Грабин говорил о штамповке, подчеркивая ее выгодность в механическом производстве. Эта инициатива Василия Гавриловича, как и с фасонным литьем, тоже противостояла устоявшимся представлениям о технологии производства артсистем. Слушая его, я не замечал в его голосе радости. И это было не случайно. В конце беседы он сообщил неожиданную новость. Она-то и была причиной его неважного душевного состояния.
Решается вопрос о возврате Мирзаханова обратно на 8-й артиллерийский завод в подмосковный Калининград.
Только наметился в производстве путь к культурной технологии, как теперь он может оборваться. Новый директор — новые проблемы.
Мы расстались молча. Каждый из нас уносил с собой тяжелые думы.
В течение полугода коллектив завода хорошо узнал Мирзаханова как смелого инженера и крупного организатора. Рабочие полюбили старого большевика за бескорыстную прямоту. Отъезд Иллариона Аветовича для завода был тяжелой утратой.
Новый директор — Григорий Александрович Дунаев — представился партийному комитету.
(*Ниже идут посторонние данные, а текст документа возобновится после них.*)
//! VAT arithmetic for journal amounts.

use serde::Serialize;

use crate::AMOUNT_EPSILON;

/// The VAT rates usually offered in entry forms, in percent.
///
/// A convenience list only; [compute] accepts any non-negative rate.
pub const COMMON_RATES: [f64; 4] = [0.0, 6.0, 13.0, 24.0];

/// The tax portion and cash-settled amount derived from a net amount.
#[derive(Debug, Clone, Copy, PartialEq, Serialize)]
pub struct VatBreakdown {
    /// The tax portion, rounded to cents.
    pub vat: f64,
    /// Net plus VAT, rounded to cents.
    pub gross: f64,
}

/// Round a money amount half-up to two decimal places.
pub fn round_cents(value: f64) -> f64 {
    (value * 100.0).round() / 100.0
}

/// Derive the VAT and gross amounts from a net amount and a rate in
/// percent.
///
/// Negative inputs are the caller's mistake to reject; this function
/// only does the arithmetic.
pub fn compute(net: f64, rate_percent: f64) -> VatBreakdown {
    let vat = round_cents(net * rate_percent / 100.0);
    let gross = round_cents(net + vat);

    VatBreakdown { vat, gross }
}

/// Whether a manually entered net/VAT/gross triple is self-consistent.
///
/// Returns true iff gross differs from net plus VAT by at most one cent.
/// Triples that fail this check must be rejected with a visible error,
/// never silently corrected.
pub fn validate(net: f64, vat: f64, gross: f64) -> bool {
    (gross - (net + vat)).abs() <= AMOUNT_EPSILON
}

#[cfg(test)]
mod vat_tests {
    use super::{COMMON_RATES, compute, round_cents, validate};

    #[test]
    fn compute_standard_rate() {
        let breakdown = compute(1000.0, 24.0);

        assert_eq!(breakdown.vat, 240.0);
        assert_eq!(breakdown.gross, 1240.0);
    }

    #[test]
    fn compute_rounds_to_cents() {
        // 10.10 * 13% = 1.313, which rounds down to 1.31
        let low = compute(10.10, 13.0);
        assert_eq!(low.vat, 1.31);
        assert_eq!(low.gross, 11.41);

        // 10.90 * 13% = 1.417, which rounds up to 1.42
        let high = compute(10.90, 13.0);
        assert_eq!(high.vat, 1.42);
        assert_eq!(high.gross, 12.32);
    }

    #[test]
    fn compute_zero_rate_keeps_net() {
        let breakdown = compute(123.45, 0.0);

        assert_eq!(breakdown.vat, 0.0);
        assert_eq!(breakdown.gross, 123.45);
    }

    #[test]
    fn compute_accepts_arbitrary_rates() {
        let breakdown = compute(200.0, 17.5);

        assert_eq!(breakdown.vat, 35.0);
        assert_eq!(breakdown.gross, 235.0);
    }

    #[test]
    fn computed_amounts_always_validate() {
        // Sweep a grid of net amounts across every common rate; whatever
        // compute produces must pass the entry gate.
        for rate in COMMON_RATES {
            for tenths in 0..5_000 {
                let net = tenths as f64 / 10.0;
                let breakdown = compute(net, rate);

                assert!(
                    validate(net, breakdown.vat, breakdown.gross),
                    "net {net} at {rate}% produced an inconsistent triple {breakdown:?}"
                );
            }
        }
    }

    #[test]
    fn validate_rejects_beyond_one_cent() {
        assert!(validate(100.0, 24.0, 124.0));
        assert!(validate(100.0, 24.0, 124.01));
        assert!(!validate(100.0, 24.0, 124.02));
        assert!(!validate(100.0, 24.0, 120.0));
    }

    #[test]
    fn round_cents_to_two_decimals() {
        assert_eq!(round_cents(1.006), 1.01);
        assert_eq!(round_cents(1.004), 1.0);
        assert_eq!(round_cents(2.344), 2.34);
        assert_eq!(round_cents(2.346), 2.35);
        assert_eq!(round_cents(0.0), 0.0);
    }
}
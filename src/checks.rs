//! Data-quality checks over the journal.
//!
//! These surface the rows a bookkeeper needs to go back and fix; nothing
//! here mutates the journal.

use crate::{PaymentStatus, Transaction, vat};

/// Rows marked paid that carry no payment date.
///
/// A settled row without a settlement date usually means the status was
/// flipped in the grid without filling in the date column.
pub fn paid_missing_payment_date(transactions: &[Transaction]) -> Vec<&Transaction> {
    transactions
        .iter()
        .filter(|transaction| {
            transaction.status == PaymentStatus::Paid && transaction.payment_date.is_none()
        })
        .collect()
}

/// Rows whose stored net/VAT/gross triple does not add up.
///
/// The reports repair a blank gross on the fly, but the stored row is
/// still wrong and should be corrected at the source.
pub fn gross_mismatches(transactions: &[Transaction]) -> Vec<&Transaction> {
    transactions
        .iter()
        .filter(|transaction| {
            !vat::validate(
                transaction.amount_net,
                transaction.vat_amount,
                transaction.amount_gross,
            )
        })
        .collect()
}

#[cfg(test)]
mod checks_tests {
    use time::macros::date;

    use crate::{DocType, PaymentStatus, Transaction};

    use super::{gross_mismatches, paid_missing_payment_date};

    #[test]
    fn flags_paid_rows_without_a_payment_date() {
        let transactions = vec![
            Transaction::build(DocType::Income, date!(2025 - 01 - 05), 100.0)
                .status(PaymentStatus::Paid)
                .finalise(1),
            Transaction::build(DocType::Income, date!(2025 - 01 - 06), 100.0)
                .status(PaymentStatus::Paid)
                .payment_date(Some(date!(2025 - 01 - 20)))
                .finalise(2),
            Transaction::build(DocType::Income, date!(2025 - 01 - 07), 100.0).finalise(3),
        ];

        let flagged = paid_missing_payment_date(&transactions);

        assert_eq!(flagged.len(), 1);
        assert_eq!(flagged[0].id, 1);
    }

    #[test]
    fn flags_rows_whose_amounts_do_not_add_up() {
        let mut blank_gross = Transaction::build(DocType::Expense, date!(2025 - 01 - 05), 100.0)
            .vat_amount(24.0)
            .finalise(1);
        blank_gross.amount_gross = 0.0;

        let mut wrong_gross = Transaction::build(DocType::Expense, date!(2025 - 01 - 06), 100.0)
            .vat_amount(24.0)
            .finalise(2);
        wrong_gross.amount_gross = 120.0;

        let fine = Transaction::build(DocType::Expense, date!(2025 - 01 - 07), 100.0)
            .vat_amount(24.0)
            .finalise(3);

        let flagged = gross_mismatches(&[blank_gross, wrong_gross, fine]);

        assert_eq!(flagged.len(), 2);
        assert_eq!(flagged[0].id, 1);
        assert_eq!(flagged[1].id, 2);
    }

    #[test]
    fn clean_journal_raises_nothing() {
        let transactions = vec![
            Transaction::build(DocType::Income, date!(2025 - 01 - 05), 100.0)
                .vat_amount(24.0)
                .status(PaymentStatus::Paid)
                .payment_date(Some(date!(2025 - 01 - 10)))
                .finalise(1),
        ];

        assert!(paid_missing_payment_date(&transactions).is_empty());
        assert!(gross_mismatches(&transactions).is_empty());
    }
}
//! Bulk import of journal rows from external tabular sources.

mod csv;
pub mod fields;

pub use csv::{ImportOutcome, parse_journal_csv};
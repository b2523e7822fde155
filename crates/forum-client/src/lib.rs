//! # forum-client
//!
//! Authenticated HTTP client for a Discourse forum behind a bot-mitigation
//! edge. The transport presents a Chrome 124 TLS and HTTP/2 fingerprint.
//!
//! ## Construction
//!
//! [`ForumClient::connect`] drives the session state machine in
//! [`auth_fsm`]: a cached cookie set is tried first and verified with one
//! real listing call; otherwise the client lands on the homepage, pauses,
//! fetches a CSRF token and logs in. New cookies are cached per forum host.
//!
//! ## Requests
//!
//! Every call carries the Chrome header profile from [`headers`], the XHR
//! marker and the current CSRF token. Failures are classified into
//! [`ErrorKind`] where the response is read: a 403 is an anti-bot block,
//! a `BAD CSRF` 403 refreshes the token, and rate limits carry the
//! server's suggested wait.
//!
//! ## Trait seam
//!
//! [`ForumApi`] is the subset of operations the pager and the agent use;
//! tests substitute scripted implementations.

pub mod api;
pub mod auth_fsm;
pub mod client;
pub mod config;
pub mod error;
pub mod headers;
pub mod models;
pub mod proxy;
mod session;

#[cfg(test)]
mod testing;

pub use api::ForumApi;
pub use auth_fsm::SessionState;
pub use client::{BookmarkPage, CreatedPost, ForumClient, SessionOrigin};
pub use config::ClientConfig;
pub use error::{ErrorKind, ForumError, ForumResult};
pub use models::{
    ActionSummary, Bookmark, Post, PostStream, SearchPage, SearchResult, TopPeriod, Topic,
    TopicDetail, TopicFilter, TopicList, TopicListBody, User,
};
pub use proxy::{resolve_proxy_with, resolve_system_proxy, ResolvedProxy};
Он такого же невысокого роста, как и Мирзаханов, только весом полегче. На нем, как принято у такого ранга заводского руководителя наркомата вооружения, шерстяная цвета хаки гимнастерка и брюки-галифе с большими крылами. В них он напоминал белоголовую зеленую бабочку. Он порхал по кабинету в новеньких шевровых сапогах. И тихим бесстрастным тенором говорил:
— Я приехал из Брянска. Меня лично просил Климент Ефремович Ворошилов поставить ваш завод на крепкие ноги. Укрепить дисциплину, поднять производительность труда на более высокую ступень. В этом мне должны помочь вы и стахановское движение…
От Дунаева все ждали конкретных предложений. Но их не было. Одни слова. Секретарь парткома Бояркин от имени всех членов парткома поздравил Дунаева с назначением на пост директора нашего завода. Угоднически глядя в его белесые глаза, он своей рабочей рукой схватил его маленькую руку и подобострастно потряс. Нам было сказано: «Вы свободны». Дунаев и Бояркин остались вдвоем. Мы, члены партийного комитета, молча поспешили к рабочим местам. О директоре ни слова.
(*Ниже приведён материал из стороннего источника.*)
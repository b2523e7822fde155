//! Bookmark export to txt, html or markdown.

use crate::output::truncate;
use anyhow::{Context, Result};
use forum_client::Bookmark;
use std::fmt::Write as _;
use std::path::{Path, PathBuf};
use std::str::FromStr;

/// Longest excerpt kept in the plain-text export.
const TXT_EXCERPT_MAX: usize = 200;

/// Export document format.
#[derive(Debug, Clone, Copy, Default, PartialEq, Eq)]
pub enum ExportFormat {
    Txt,
    Html,
    #[default]
    Md,
}

impl ExportFormat {
    pub fn extension(&self) -> &'static str {
        match self {
            ExportFormat::Txt => "txt",
            ExportFormat::Html => "html",
            ExportFormat::Md => "md",
        }
    }

    pub fn file_name(&self) -> String {
        format!("bookmarks.{}", self.extension())
    }
}

impl FromStr for ExportFormat {
    type Err = anyhow::Error;

    fn from_str(s: &str) -> Result<Self> {
        match s.trim().to_ascii_lowercase().as_str() {
            "txt" => Ok(ExportFormat::Txt),
            "html" => Ok(ExportFormat::Html),
            "md" | "markdown" => Ok(ExportFormat::Md),
            other => anyhow::bail!("Invalid format: {} (supported: txt, html, md)", other),
        }
    }
}

/// Absolute URL of a bookmark.
fn bookmark_url(base_url: &str, bookmark: &Bookmark) -> String {
    let path = &bookmark.bookmarkable_url;
    if path.starts_with("http://") || path.starts_with("https://") {
        path.clone()
    } else {
        format!("{}{}", base_url.trim_end_matches('/'), path)
    }
}

fn site_name(base_url: &str) -> String {
    url::Url::parse(base_url)
        .ok()
        .and_then(|u| u.host_str().map(str::to_string))
        .unwrap_or_else(|| base_url.to_string())
}

fn escape_html(text: &str) -> String {
    text.replace('&', "&amp;")
        .replace('<', "&lt;")
        .replace('>', "&gt;")
        .replace('"', "&quot;")
}

/// Render `bookmarks` as a complete document.
pub fn render(bookmarks: &[Bookmark], base_url: &str, format: ExportFormat) -> String {
    match format {
        ExportFormat::Txt => render_txt(bookmarks, base_url),
        ExportFormat::Html => render_html(bookmarks, base_url),
        ExportFormat::Md => render_md(bookmarks, base_url),
    }
}

fn render_txt(bookmarks: &[Bookmark], base_url: &str) -> String {
    let heading = format!("{} Bookmarks", site_name(base_url));
    let mut out = String::new();
    let _ = writeln!(out, "{}", heading);
    let _ = writeln!(out, "{}\n", "=".repeat(heading.chars().count()));

    for (i, bm) in bookmarks.iter().enumerate() {
        let _ = writeln!(out, "{}. {}", i + 1, bm.title);
        let _ = writeln!(out, "   URL: {}", bookmark_url(base_url, bm));
        let _ = writeln!(out, "   Date: {}", bm.created_date());
        if !bm.excerpt.is_empty() {
            let _ = writeln!(out, "   {}", truncate(&bm.excerpt, TXT_EXCERPT_MAX));
        }
        out.push('\n');
    }
    out
}

const HTML_STYLE: &str = "\
    body { font-family: -apple-system, BlinkMacSystemFont, 'Segoe UI', Roboto, sans-serif; max-width: 800px; margin: 0 auto; padding: 20px; }
    h1 { color: #333; border-bottom: 2px solid #007bff; padding-bottom: 10px; }
    .bookmark { margin: 20px 0; padding: 15px; border: 1px solid #ddd; border-radius: 8px; }
    .title { font-size: 1.1em; font-weight: bold; margin-bottom: 8px; }
    .title a { color: #007bff; text-decoration: none; }
    .date { color: #666; font-size: 0.9em; }
    .excerpt { color: #444; margin-top: 10px; line-height: 1.5; }
";

fn render_html(bookmarks: &[Bookmark], base_url: &str) -> String {
    let site = escape_html(&site_name(base_url));
    let mut out = String::new();
    out.push_str("<!DOCTYPE html>\n<html>\n<head>\n");
    out.push_str("  <meta charset=\"UTF-8\">\n");
    out.push_str("  <meta name=\"viewport\" content=\"width=device-width, initial-scale=1.0\">\n");
    let _ = writeln!(out, "  <title>{} Bookmarks</title>", site);
    let _ = write!(out, "  <style>\n{}  </style>\n</head>\n<body>\n", HTML_STYLE);
    let _ = writeln!(out, "  <h1>{} Bookmarks ({})</h1>", site, bookmarks.len());

    for bm in bookmarks {
        out.push_str("  <div class=\"bookmark\">\n");
        let _ = writeln!(
            out,
            "    <div class=\"title\"><a href=\"{}\" target=\"_blank\">{}</a></div>",
            escape_html(&bookmark_url(base_url, bm)),
            escape_html(&bm.title)
        );
        let _ = writeln!(out, "    <div class=\"date\">{}</div>", bm.created_date());
        if !bm.excerpt.is_empty() {
            // Excerpts arrive as server-rendered HTML.
            let _ = writeln!(out, "    <div class=\"excerpt\">{}</div>", bm.excerpt);
        }
        out.push_str("  </div>\n");
    }

    out.push_str("</body>\n</html>\n");
    out
}

fn render_md(bookmarks: &[Bookmark], base_url: &str) -> String {
    let mut out = String::new();
    let _ = writeln!(out, "# {} Bookmarks\n", site_name(base_url));
    let _ = writeln!(out, "Total: {} bookmarks\n", bookmarks.len());
    out.push_str("---\n\n");

    for (i, bm) in bookmarks.iter().enumerate() {
        let _ = writeln!(
            out,
            "## {}. [{}]({})\n",
            i + 1,
            bm.title,
            bookmark_url(base_url, bm)
        );
        let _ = writeln!(out, "**Date**: {}\n", bm.created_date());
        if !bm.excerpt.is_empty() {
            let _ = writeln!(out, "> {}\n", bm.excerpt);
        }
        out.push_str("---\n\n");
    }
    out
}

/// Write an export into `dir`, creating it if needed. Returns the file path.
pub fn write_export(dir: &Path, format: ExportFormat, content: &str) -> Result<PathBuf> {
    std::fs::create_dir_all(dir)
        .with_context(|| format!("Could not create {}", dir.display()))?;
    let path = dir.join(format.file_name());
    std::fs::write(&path, content)
        .with_context(|| format!("Could not write {}", path.display()))?;
    Ok(path)
}
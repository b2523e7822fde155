//! Logging initialization.
//!
//! Thin wrapper over the observability package so every binary sets up
//! tracing the same way: JSONL to `~/.ldo/logs/ldo.jsonl`, level from
//! `RUST_LOG` or the configured default, service name on every line.

use crate::Paths;

/// Initialize logging for a named service.
///
/// # Arguments
///
/// * `service_name` - Written to every log line (`"ldo"`, `"lottery-agent"`)
/// * `level` - Default log level (trace, debug, info, warn, error)
/// * `also_stderr` - Mirror events to stderr (foreground processes)
///
/// # Example
///
/// ```ignore
/// init_logging("lottery-agent", "info", true);
/// tracing::info!("agent started");
/// ```
pub fn init_logging(service_name: &str, level: &str, also_stderr: bool) {
    let log_path = Paths::new().ok().map(|paths| paths.log_file());

    observability::init_with_config(observability::LogConfig {
        service_name: service_name.into(),
        default_level: parse_level(level).as_str().to_ascii_lowercase(),
        log_path,
        also_stderr,
    });
}

/// Parse a log level string into a tracing Level.
pub fn parse_level(level: &str) -> tracing::Level {
    match level.trim().to_lowercase().as_str() {
        "trace" => tracing::Level::TRACE,
        "debug" => tracing::Level::DEBUG,
        "info" => tracing::Level::INFO,
        "warn" | "warning" => tracing::Level::WARN,
        "error" => tracing::Level::ERROR,
        _ => tracing::Level::INFO,
    }
}

#[cfg(test)]
mod tests {
    use super::*;

    #[test]
    fn parse_level_all_variants() {
        assert_eq!(parse_level("trace"), tracing::Level::TRACE);
        assert_eq!(parse_level("debug"), tracing::Level::DEBUG);
        assert_eq!(parse_level("info"), tracing::Level::INFO);
        assert_eq!(parse_level("warn"), tracing::Level::WARN);
        assert_eq!(parse_level("warning"), tracing::Level::WARN);
        assert_eq!(parse_level("error"), tracing::Level::ERROR);
    }

    #[test]
    fn parse_level_case_and_whitespace_insensitive() {
        assert_eq!(parse_level(" DEBUG "), tracing::Level::DEBUG);
        assert_eq!(parse_level("Warning"), tracing::Level::WARN);
    }

    #[test]
    fn parse_level_unknown_defaults_to_info() {
        assert_eq!(parse_level(""), tracing::Level::INFO);
        assert_eq!(parse_level("verbose"), tracing::Level::INFO);
    }

    #[test]
    fn normalized_level_is_a_valid_filter_directive() {
        assert_eq!(parse_level("WARNING").as_str().to_ascii_lowercase(), "warn");
    }
}
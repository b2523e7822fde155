//! File-backed session cache store.

use crate::{CacheError, CacheResult, SessionCache};
use chrono::{DateTime, Utc};
use std::fs::OpenOptions;
use std::io::Write;
use std::path::{Path, PathBuf};
use tracing::debug;

/// Reads and writes one session cache file.
#[derive(Debug, Clone)]
pub struct SessionStore {
    path: PathBuf,
}

impl SessionStore {
    pub fn new(path: impl Into<PathBuf>) -> Self {
        Self { path: path.into() }
    }

    pub fn path(&self) -> &Path {
        &self.path
    }

    /// Load the cache for `username`, judged against the current time.
    pub fn load(&self, username: &str) -> CacheResult<SessionCache> {
        self.load_at(username, Utc::now())
    }

    /// Load the cache for `username`, judged against `now`.
    ///
    /// Fails with `NotFound`, `Corrupt` or `Stale`; callers treat all three
    /// as "log in again".
    pub fn load_at(&self, username: &str, now: DateTime<Utc>) -> CacheResult<SessionCache> {
        let content = match std::fs::read_to_string(&self.path) {
            Ok(content) => content,
            Err(e) if e.kind() == std::io::ErrorKind::NotFound => {
                return Err(CacheError::NotFound(self.path.clone()));
            }
            Err(e) => return Err(CacheError::Io(e)),
        };

        let cache: SessionCache =
            serde_json::from_str(&content).map_err(|e| CacheError::Corrupt(e.to_string()))?;

        cache.validate_at(username, now)?;

        debug!(
            path = %self.path.display(),
            cookies = cache.cookies.len(),
            "Loaded session cache"
        );
        Ok(cache)
    }

    /// Persist `cache`, replacing any previous file.
    ///
    /// Writes a sibling temp file with owner-only permissions and renames it
    /// over the target so readers never observe a half-written record.
    pub fn save(&self, cache: &SessionCache) -> CacheResult<()> {
        if let Some(parent) = self.path.parent() {
            std::fs::create_dir_all(parent)?;
        }

        let content = serde_json::to_vec_pretty(cache)
            .map_err(|e| CacheError::Corrupt(e.to_string()))?;

        let tmp_path = self.path.with_extension("json.tmp");
        {
            let mut file = owner_only_options().open(&tmp_path)?;
            file.write_all(&content)?;
            file.sync_all()?;
        }
        std::fs::rename(&tmp_path, &self.path)?;

        debug!(
            path = %self.path.display(),
            cookies = cache.cookies.len(),
            "Saved session cache"
        );
        Ok(())
    }

    /// Remove the cache file. Missing files are not an error.
    pub fn clear(&self) -> CacheResult<()> {
        match std::fs::remove_file(&self.path) {
            Ok(()) => Ok(()),
            Err(e) if e.kind() == std::io::ErrorKind::NotFound => Ok(()),
            Err(e) => Err(CacheError::Io(e)),
        }
    }
}

fn owner_only_options() -> OpenOptions {
    let mut options = OpenOptions::new();
    options.write(true).create(true).truncate(true);
    #[cfg(unix)]
    {
        use std::os::unix::fs::OpenOptionsExt;
        options.mode(0o600);
    }
    options
}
Из нас никто его не поздравил. И он нам не подал руку. Для нас Григорий Александрович сразу стал недоступным и чужим.
С первого же дня в главной конторе, прежде всего в плановом отделе, началась перестановка людей, как говорится, «из кресла на стул» или «со стула в кресло». В первом механическом вместо Горемыкина, отбывающего вместе с Мирзахановым, начальником назначен бывший начальник планово-распределительного бюро цеха Алексей Дмитриевич Проскурин. Техник по образованию, человек думающий и хорошо знающий возможности цеха, он взвалил на свои плечи большой и ответственный груз.